Oui, on parle bien d’une œuvre, n’en déplaise aux rageux de toutes sortes qui se sont déchaînés sur les réseaux sociaux. On a tout lu et tout entendu sur cet événement, le gaspillage de l’argent public, l’art-bobo, la population à qui on n’a pas demandé son avis, l’utilisation de matières plastiques pour fabriquer le tissu, on a entendu des débats sans fin sur le beau ou le moche, la laideur de l’art contemporain (sidérant, abject, une infamie… a-t-on même lu), à certains moments on est même passé pas loin du retour de « l’art dégénéré »…

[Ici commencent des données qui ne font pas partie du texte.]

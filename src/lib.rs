#[cfg(feature = "cli")]
pub mod cli;
pub mod config;
pub mod ir;
pub mod layout;
pub mod layout_dump;
pub mod parser;
pub mod render;
pub mod scene;
pub mod text_metrics;
pub mod theme;

#[cfg(feature = "cli")]
pub use cli::run;
pub use config::{Config, LayoutConfig, load_config};
pub use layout::{Layout, compute_error_layout, compute_layout, compute_layout_with};
pub use parser::{Payload, PayloadError, build_dataset, parse_payload};
pub use render::{draw_layout, render, render_svg, write_output_png, write_output_svg};
pub use scene::{NodeId, Scene};
pub use theme::Theme;

/// Theme and layout settings for one-shot rendering.
#[derive(Debug, Clone, Default)]
pub struct RenderOptions {
    pub theme: Theme,
    pub layout: LayoutConfig,
}

impl RenderOptions {
    pub fn classic() -> Self {
        Self {
            theme: Theme::classic(),
            layout: LayoutConfig::default(),
        }
    }

    pub fn modern() -> Self {
        Self {
            theme: Theme::modern(),
            layout: LayoutConfig::default(),
        }
    }
}

/// Parse a payload and render it to an SVG string. A payload that parses but
/// cannot be drawn yields the error placeholder SVG; only unparseable input
/// is an `Err`.
pub fn render_with_options(input: &str, options: RenderOptions) -> anyhow::Result<String> {
    let payload = parse_payload(input)?;
    let mut config = Config {
        theme: options.theme,
        layout: options.layout,
        ..Config::default()
    };
    payload.style.apply(&mut config);
    config.render.background = config.theme.background.clone();
    let layout = match build_dataset(&payload, &config) {
        Ok(dataset) => compute_layout(&dataset, &config.theme, &config.layout),
        Err(err) => compute_error_layout(&err, &config.layout),
    };
    Ok(render_svg(&layout, &config.theme))
}

#[cfg(test)]
mod tests {
    use super::*;

    #[test]
    fn renders_payload_end_to_end() {
        let mut options = RenderOptions::modern();
        options.layout.fast_text_metrics = true;
        let svg = render_with_options(
            r#"{"columns": [{"role": "x", "name": "k"}, {"role": "y", "name": "v"}],
                "rows": [{"k": "Alpha", "v": 3}, {"k": "Beta", "v": 1}]}"#,
            options,
        )
        .expect("svg");
        assert!(svg.contains("<circle"));
        assert!(svg.contains("Alpha"));
    }

    #[test]
    fn unusable_payload_renders_placeholder() {
        let svg = render_with_options(r#"{"rows": []}"#, RenderOptions::classic()).expect("svg");
        assert!(svg.contains("pack-error"));
    }

    #[test]
    fn garbage_is_an_error() {
        assert!(render_with_options("not json", RenderOptions::classic()).is_err());
    }
}
use crate::config::SizingConfig;
use crate::ir::{Canvas, Item, ShapeKind};

/// Square-root mapping from value to linear size. Area is linear in value:
/// `domain_max` maps to `max_size`, and `min_size` is a floor applied by
/// [`SizeScale::clamp`].
#[derive(Debug, Clone, Copy, PartialEq)]
pub struct SizeScale {
    pub domain_max: f32,
    pub min_size: f32,
    pub max_size: f32,
}

impl SizeScale {
    pub fn new(domain_max: f32, min_size: f32, max_size: f32) -> Self {
        let max_size = max_size.max(0.0);
        Self {
            domain_max,
            min_size: min_size.clamp(0.0, max_size),
            max_size,
        }
    }

    pub fn scale(&self, value: f32) -> f32 {
        if self.domain_max <= 0.0 || !self.domain_max.is_finite() {
            return self.min_size;
        }
        let ratio = (value / self.domain_max).max(0.0);
        if !ratio.is_finite() {
            return self.max_size;
        }
        self.max_size * ratio.sqrt()
    }

    pub fn clamp(&self, size: f32) -> f32 {
        size.max(self.min_size).min(self.max_size)
    }
}

/// Size bounds in force after normalisation. `min` is lowered below the
/// configured minimum only when even minimum-size shapes overflow the budget,
/// so it is the effective floor: check sizes against `min`, not
/// `SizingConfig::min_size`.
#[derive(Debug, Clone, Copy, PartialEq)]
pub struct SizeBounds {
    pub min: f32,
    pub max: f32,
    pub budget: f32,
}

pub fn size_bounds(shape: ShapeKind, canvas: &Canvas, config: &SizingConfig) -> (f32, f32) {
    let geom = shape.geometry();
    let mut max = config.max_size.max(0.0);
    if config.max_height_ratio > 0.0 {
        max = max.min(canvas.height / config.max_height_ratio);
    }
    max = max.min(geom.size_for_box(canvas.width, canvas.usable_height()));
    let min = config.min_size.clamp(0.0, max);
    (min, max)
}

/// Assign every item a size whose area is proportional to its value, clamped
/// to the size bounds, then shrink uniformly until the total area fits
/// `fill_ratio` of the canvas.
pub fn normalize_sizes(
    items: &mut [Item],
    shape: ShapeKind,
    canvas: &Canvas,
    config: &SizingConfig,
) -> SizeBounds {
    let geom = shape.geometry();
    let (min_size, max_size) = size_bounds(shape, canvas, config);
    let budget = canvas.area() * config.fill_ratio.clamp(0.0, 1.0);
    let mut bounds = SizeBounds {
        min: min_size,
        max: max_size,
        budget,
    };
    if items.is_empty() {
        return bounds;
    }

    let max_value = items.iter().map(|item| item.value).fold(f32::MIN, f32::max);
    let min_value = items.iter().map(|item| item.value).fold(f32::MAX, f32::min);
    let scale = SizeScale::new(max_value, min_size, max_size);
    let boost = if max_value - min_value < config.spread_threshold * max_value {
        config.spread_factor
    } else {
        1.0
    };

    for item in items.iter_mut() {
        let size = scale.clamp(scale.scale(item.value) * boost);
        item.set_size(shape, size);
    }

    let count = items.len() as f32;
    if geom.area_from_size(min_size) * count > budget {
        let forced = geom.size_from_area(budget / count);
        tracing::warn!(
            items = items.len(),
            forced_size = forced,
            "minimum-size shapes exceed the area budget; shrinking all items uniformly"
        );
        for item in items.iter_mut() {
            item.set_size(shape, forced);
        }
        bounds.min = forced.min(min_size);
        return bounds;
    }

    // Items that drop below the floor are pinned there and the remaining
    // budget is shared by the rest, so free items keep exact area ratios.
    let mut at_floor = vec![false; items.len()];
    let mut overall = 1.0f32;
    for _ in 0..=items.len() {
        let total: f32 = items.iter().map(|item| item.area).sum();
        if total <= budget {
            break;
        }
        let free_area: f32 = items
            .iter()
            .zip(&at_floor)
            .filter(|(_, fixed)| !**fixed)
            .map(|(item, _)| item.area)
            .sum();
        if free_area <= 0.0 {
            break;
        }
        let factor = ((budget - (total - free_area)).max(0.0) / free_area).sqrt();
        overall *= factor;
        for (item, fixed) in items.iter_mut().zip(at_floor.iter_mut()) {
            if *fixed {
                continue;
            }
            let mut size = item.size * factor;
            if size < min_size {
                size = min_size;
                *fixed = true;
            }
            item.set_size(shape, size);
        }
    }

    tracing::debug!(
        items = items.len(),
        max_value,
        boosted = boost < 1.0,
        rescale = overall,
        "normalized item sizes"
    );
    bounds
}

#[cfg(test)]
mod tests {
    use super::*;

    fn items(values: &[f32]) -> Vec<Item> {
        values
            .iter()
            .enumerate()
            .map(|(idx, value)| Item::new(format!("item-{idx}"), *value))
            .collect()
    }

    fn config(min_size: f32, max_size: f32) -> SizingConfig {
        SizingConfig {
            min_size,
            max_size,
            ..SizingConfig::default()
        }
    }

    #[test]
    fn scale_is_area_proportional() {
        let scale = SizeScale::new(100.0, 0.0, 200.0);
        assert_eq!(scale.scale(100.0), 200.0);
        assert!((scale.scale(25.0) - 100.0).abs() < 1e-4);
        assert_eq!(scale.scale(0.0), 0.0);
    }

    #[test]
    fn example_scenario_fits_budget() {
        let canvas = Canvas::new(600.0, 600.0, 0.0);
        let mut list = items(&[10.0, 20.0, 30.0, 40.0, 100.0]);
        let bounds = normalize_sizes(&mut list, ShapeKind::Circle, &canvas, &config(20.0, 200.0));
        let total: f32 = list.iter().map(|item| item.area).sum();
        assert!(total <= 180_000.0 * 1.0001, "total {total}");
        let largest = list
            .iter()
            .max_by(|a, b| a.size.total_cmp(&b.size))
            .expect("items");
        assert_eq!(largest.value, 100.0);
        assert!(list[0].size < list[1].size);
        for item in &list {
            assert!(item.size >= bounds.min - 1e-3 && item.size <= bounds.max + 1e-3);
        }
    }

    #[test]
    fn rescale_preserves_area_ratios() {
        let canvas = Canvas::new(600.0, 600.0, 0.0);
        let mut list = items(&[25.0, 50.0, 100.0]);
        normalize_sizes(&mut list, ShapeKind::Square, &canvas, &config(1.0, 400.0));
        let ratio = list[0].area / list[2].area;
        assert!((ratio - 0.25).abs() < 1e-3, "ratio {ratio}");
        let ratio = list[1].area / list[2].area;
        assert!((ratio - 0.5).abs() < 1e-3, "ratio {ratio}");
    }

    #[test]
    fn clustered_values_get_spread_boost() {
        let canvas = Canvas::new(2000.0, 2000.0, 0.0);
        let mut list = items(&[90.0, 100.0]);
        normalize_sizes(&mut list, ShapeKind::Circle, &canvas, &config(10.0, 100.0));
        assert!((list[1].size - 70.0).abs() < 1e-3, "size {}", list[1].size);
    }

    #[test]
    fn all_equal_values_share_one_size() {
        let canvas = Canvas::new(400.0, 300.0, 20.0);
        let mut list = items(&[5.0; 12]);
        let bounds = normalize_sizes(&mut list, ShapeKind::Triangle, &canvas, &config(20.0, 200.0));
        let first = list[0].size;
        assert!(list.iter().all(|item| (item.size - first).abs() < 1e-4));
        let total: f32 = list.iter().map(|item| item.area).sum();
        assert!(total <= bounds.budget * 1.0001);
    }

    #[test]
    fn outlier_keeps_small_items_on_the_floor() {
        let canvas = Canvas::new(600.0, 600.0, 0.0);
        let mut list = items(&[1e-6, 1e-3, 1e12]);
        let bounds = normalize_sizes(&mut list, ShapeKind::Circle, &canvas, &config(20.0, 200.0));
        assert!((list[0].size - bounds.min).abs() < 1e-4);
        assert!((list[1].size - bounds.min).abs() < 1e-4);
        assert!(list[2].size <= bounds.max);
        let total: f32 = list.iter().map(|item| item.area).sum();
        assert!(total <= bounds.budget * 1.0001);
    }

    #[test]
    fn crowded_canvas_lowers_the_floor() {
        let canvas = Canvas::new(200.0, 200.0, 0.0);
        let mut list = items(&[1.0; 400]);
        let bounds = normalize_sizes(&mut list, ShapeKind::Square, &canvas, &config(20.0, 200.0));
        assert!(bounds.min < 20.0);
        assert!(list.iter().all(|item| (item.size - bounds.min).abs() < 1e-4));
        let total: f32 = list.iter().map(|item| item.area).sum();
        assert!(total <= bounds.budget * 1.0001);
    }

    #[test]
    fn max_size_respects_canvas_height() {
        let canvas = Canvas::new(1000.0, 250.0, 0.0);
        let (_, max) = size_bounds(ShapeKind::Square, &canvas, &config(20.0, 200.0));
        assert!((max - 100.0).abs() < 1e-4);
    }
}
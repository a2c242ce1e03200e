use crate::config::{Config, RenderConfig, Shading};
use crate::ir::{Point, ShapeKind};
use crate::layout::{
    ErrorLayout, ItemLabel, Layout, LayoutData, PackedData, PackedItem, PlacedText,
    compute_error_layout, compute_layout,
};
use crate::parser::{Payload, build_dataset};
use crate::scene::{NodeId, NodeKind, Paint, Scene, TextNode};
use crate::theme::{Theme, lighten};
use anyhow::Result;
use std::collections::HashMap;
use std::path::Path;

const GRADIENT_HIGHLIGHT: f32 = 0.45;
const CHIP_RADIUS: f32 = 3.0;
const CONNECTOR_WIDTH: f32 = 0.8;

/// Lay out `payload` and append the drawing to `scene`.
///
/// Returns the root group, or `None` when the payload is unusable; in that
/// case only an error placeholder is appended.
pub fn render(scene: &mut Scene, payload: &Payload, config: &Config) -> Option<NodeId> {
    let mut config = config.clone();
    payload.style.apply(&mut config);
    match build_dataset(payload, &config) {
        Ok(dataset) => {
            let layout = compute_layout(&dataset, &config.theme, &config.layout);
            Some(draw_layout(scene, &layout, &config.theme))
        }
        Err(err) => {
            let layout = compute_error_layout(&err, &config.layout);
            draw_layout(scene, &layout, &config.theme);
            None
        }
    }
}

pub fn render_svg(layout: &Layout, theme: &Theme) -> String {
    let mut scene = Scene::new();
    draw_layout(&mut scene, layout, theme);
    scene.to_svg(layout.width, layout.height, Some(&theme.background))
}

pub fn draw_layout(scene: &mut Scene, layout: &Layout, theme: &Theme) -> NodeId {
    match &layout.diagram {
        LayoutData::Packed(data) => draw_packed(scene, data, theme),
        LayoutData::Error(err) => draw_error(scene, layout, err, theme),
    }
}

fn draw_packed(scene: &mut Scene, data: &PackedData, theme: &Theme) -> NodeId {
    let root = scene.group(None, "pack");
    let mut gradients: HashMap<String, String> = HashMap::new();
    if data.shading == Shading::Gradient {
        for item in &data.items {
            if gradients.contains_key(&item.color) {
                continue;
            }
            let id = format!("pack-shade-{}", gradients.len());
            scene.define(NodeKind::RadialGradient {
                id: id.clone(),
                stops: vec![
                    (0.0, lighten(&item.color, GRADIENT_HIGHLIGHT)),
                    (1.0, item.color.clone()),
                ],
            });
            gradients.insert(item.color.clone(), format!("url(#{id})"));
        }
    }

    for item in &data.items {
        let group = scene.group(Some(root), "pack-item");
        let fill = gradients
            .get(&item.color)
            .cloned()
            .unwrap_or_else(|| item.color.clone());
        let paint = Paint::fill(fill).with_stroke(theme.stroke_color.clone(), theme.stroke_width);
        scene.append(Some(group), shape_node(data.shape, item, paint));
        draw_label(scene, group, item, theme);
    }
    root
}

fn shape_node(shape: ShapeKind, item: &PackedItem, paint: Paint) -> NodeKind {
    let Point { x, y } = item.position;
    let (w, h) = shape.geometry().extents(item.size);
    match shape {
        ShapeKind::Circle => NodeKind::Circle {
            center: item.position,
            r: item.size,
            paint,
        },
        ShapeKind::Square => NodeKind::Rect {
            x: x - w / 2.0,
            y: y - h / 2.0,
            width: w,
            height: h,
            rx: 0.0,
            paint,
        },
        ShapeKind::Triangle => NodeKind::Polygon {
            points: vec![
                Point::new(x, y - h / 2.0),
                Point::new(x + w / 2.0, y + h / 2.0),
                Point::new(x - w / 2.0, y + h / 2.0),
            ],
            paint,
        },
    }
}

fn text_node(text: &PlacedText, theme: &Theme) -> NodeKind {
    NodeKind::Text(TextNode {
        x: text.x,
        y: text.y,
        lines: text.block.lines.clone(),
        line_height: theme.line_height,
        font_family: theme.font_family.clone(),
        font_size: text.block.font_size,
        font_weight: text.font_weight,
        fill: text.color.clone(),
    })
}

fn draw_label(scene: &mut Scene, group: NodeId, item: &PackedItem, theme: &Theme) {
    match &item.label {
        ItemLabel::Internal(label) => {
            if let Some(icon) = &label.icon {
                scene.append(
                    Some(group),
                    NodeKind::Image {
                        x: icon.x,
                        y: icon.y,
                        width: icon.size,
                        height: icon.size,
                        href: icon.href.clone(),
                    },
                );
            }
            if let Some(category) = &label.category {
                scene.append(Some(group), text_node(category, theme));
            }
            scene.append(Some(group), text_node(&label.value, theme));
        }
        ItemLabel::External(label) => {
            if let Some((from, to)) = label.connector {
                scene.append(
                    Some(group),
                    NodeKind::Line {
                        from,
                        to,
                        stroke: theme.connector_color.clone(),
                        width: CONNECTOR_WIDTH,
                    },
                );
            }
            scene.append(
                Some(group),
                NodeKind::Rect {
                    x: label.chip.x,
                    y: label.chip.y,
                    width: label.chip.width,
                    height: label.chip.height,
                    rx: CHIP_RADIUS,
                    paint: Paint::fill(theme.chip_background.clone()).with_opacity(theme.chip_opacity),
                },
            );
            scene.append(Some(group), text_node(&label.text, theme));
        }
        ItemLabel::Hidden => {}
    }
}

fn draw_error(scene: &mut Scene, layout: &Layout, err: &ErrorLayout, theme: &Theme) -> NodeId {
    let root = scene.group(None, "pack-error");
    scene.append(
        Some(root),
        NodeKind::Rect {
            x: 1.0,
            y: 1.0,
            width: (layout.width - 2.0).max(1.0),
            height: (layout.height - 2.0).max(1.0),
            rx: 6.0,
            paint: Paint::fill(theme.error_background.clone())
                .with_stroke(theme.error_color.clone(), 1.5),
        },
    );
    scene.append(
        Some(root),
        NodeKind::Text(TextNode {
            x: layout.width / 2.0,
            y: layout.height / 2.0,
            lines: vec![err.message.clone()],
            line_height: theme.line_height,
                font_family: theme.font_family.clone(),
            font_size: err.text_size,
            font_weight: 600,
            fill: theme.error_color.clone(),
        }),
    );
    root
}

pub fn write_output_svg(svg: &str, output: Option<&Path>) -> Result<()> {
    match output {
        Some(path) => {
            std::fs::write(path, svg)?;
        }
        None => {
            print!("{}", svg);
        }
    }
    Ok(())
}

#[cfg(feature = "png")]
pub fn write_output_png(svg: &str, output: &Path, render_cfg: &RenderConfig) -> Result<()> {
    let mut opt = usvg::Options::default();
    opt.fontdb_mut().load_system_fonts();
    if let Some(size) = usvg::Size::from_wh(render_cfg.width, render_cfg.height) {
        opt.default_size = size;
    }

    let tree = usvg::Tree::from_str(svg, &opt)?;
    let size = tree.size().to_int_size();
    let mut pixmap = resvg::tiny_skia::Pixmap::new(size.width(), size.height())
        .ok_or_else(|| anyhow::anyhow!("Failed to allocate pixmap"))?;
    if let Some(color) = crate::theme::parse_hex_color(&render_cfg.background) {
        pixmap.fill(resvg::tiny_skia::Color::from_rgba8(color.0, color.1, color.2, 255));
    }

    let mut pixmap_mut = pixmap.as_mut();
    resvg::render(&tree, resvg::tiny_skia::Transform::default(), &mut pixmap_mut);
    pixmap.save_png(output)?;
    Ok(())
}

#[cfg(not(feature = "png"))]
pub fn write_output_png(_svg: &str, _output: &Path, _render_cfg: &RenderConfig) -> Result<()> {
    Err(anyhow::anyhow!("PNG output requires the `png` feature"))
}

Très vite, on a su que pas un centime d’argent public n’avait été dépensé, le budget ayant été totalement supporté par la Christo and Jeanne-Claude Foundation qui a toujours financé intégralement le coût des œuvres monumentales des deux artistes, notamment par la vente des esquisses originales aux collectionneurs du monde entier.

Très vite, on a su que le grand public répondait présent : entre le 18 septembre et le 3 octobre derniers, plus d’un million de visiteurs ont pu admirer l’œuvre de visu... Très vite, on a su que le tissu argenté qui magnifiait l’Arc était totalement recyclable, de même pour les cordages… Et qu’évidemment, toute trace de l’installation disparaitrait après son démontage qui s’est poursuivi jusqu’à la mi-novembre dernier. Ce qui fut amplement vérifié depuis…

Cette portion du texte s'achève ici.